Nella tragica sera in cui Alfonso Fontana, membro della famiglia di camorra dei “Fasano” di Castellammare di Stabia, fu ucciso a Torre Annunziata, un uomo arrivò con qualcuno complice. Attualmente in carcere per l’omicidio è uno dei boss del quartiere Moscarella, Catello Martino, noto come “puparuolo”. La novità investigative è emersa quando un video è stato diffuso dal deputato dei Verdi, Francesco Emilio Borrelli, mostrando le fasi drammatiche dell’omicidio riprese da una telecamera.
Nel video si vede chiaramente il tentativo disperato di Alfonso Fontana di sfuggire ai colpi mortali inflitti da un uomo con il capo coperto da un casco. La presenza di un’auto nera è un nuovo elemento, poiché Fontana cerca di entrarvi per mettersi al riparo. Tuttavia, una volta morto e l’assassino fuggito, l’auto si allontana con qualcuno alla guida che aveva compreso la situazione. L’uomo alla guida sarà sicuramente sottoposto a interrogatorio, considerando che il numero di targa dell’auto è visibile nel video.
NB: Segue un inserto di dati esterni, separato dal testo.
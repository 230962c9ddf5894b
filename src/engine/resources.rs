use super::events::EngineEvent;
use crate::prompter::{DefaultPrompter, SharedPrompter};
use std::sync::Arc;
use tokio::sync::mpsc::UnboundedSender;

/// 기본 머리글 구분선 길이이다.
pub const DEFAULT_HEADER_WIDTH: usize = 80;

/// 엔진 실행 중 필요한 공용 협력 객체를 캡슐화한다.
#[derive(Clone)]
pub struct EngineHandles {
    /// Input Step 응답을 받을 Prompter.
    pub(crate) prompter: SharedPrompter,
    /// 이벤트 송신 채널. 없으면 이벤트를 보내지 않는다.
    pub(crate) events: Option<UnboundedSender<EngineEvent>>,
    /// Output 머리글 구분선 길이.
    pub(crate) header_width: usize,
}

impl EngineHandles {
    /// 지정한 Prompter로 핸들을 만든다.
    pub fn new(prompter: SharedPrompter) -> Self {
        Self {
            prompter,
            events: None,
            header_width: DEFAULT_HEADER_WIDTH,
        }
    }

    /// 이벤트 송신 채널을 연결한다.
    pub fn with_events(mut self, sender: UnboundedSender<EngineEvent>) -> Self {
        self.events = Some(sender);
        self
    }

    pub fn with_header_width(mut self, width: usize) -> Self {
        self.header_width = width.max(1);
        self
    }

    pub fn prompter(&self) -> &SharedPrompter {
        &self.prompter
    }

    /// 이벤트를 전송한다. 수신자가 닫혀 있어도 실행은 계속한다.
    pub(crate) fn emit(&self, event: EngineEvent) {
        if let Some(sender) = &self.events {
            let _ = sender.send(event);
        }
    }
}

impl Default for EngineHandles {
    /// 기본 응답으로 진행하는 비대화형 핸들을 만든다.
    fn default() -> Self {
        Self::new(Arc::new(DefaultPrompter::default()))
    }
}

impl std::fmt::Debug for EngineHandles {
    fn fmt(&self, f: &mut std::fmt::Formatter<'_>) -> std::fmt::Result {
        f.debug_struct("EngineHandles")
            .field("events", &self.events.is_some())
            .field("header_width", &self.header_width)
            .finish_non_exhaustive()
    }
}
Il deputato Borrelli ha commentato la situazione sottolineando la brutalità degli assassini che sparano senza esitazione per strada, anche durante il giorno tra la folla. Ha citato il triste caso della piccola Noemi a Piazza Nazionale come esempio di innocenti vittime colpite senza pietà. Borrelli ha sottolineato l’importanza di non tollerare il crimine e di contrastare questi spietati criminali.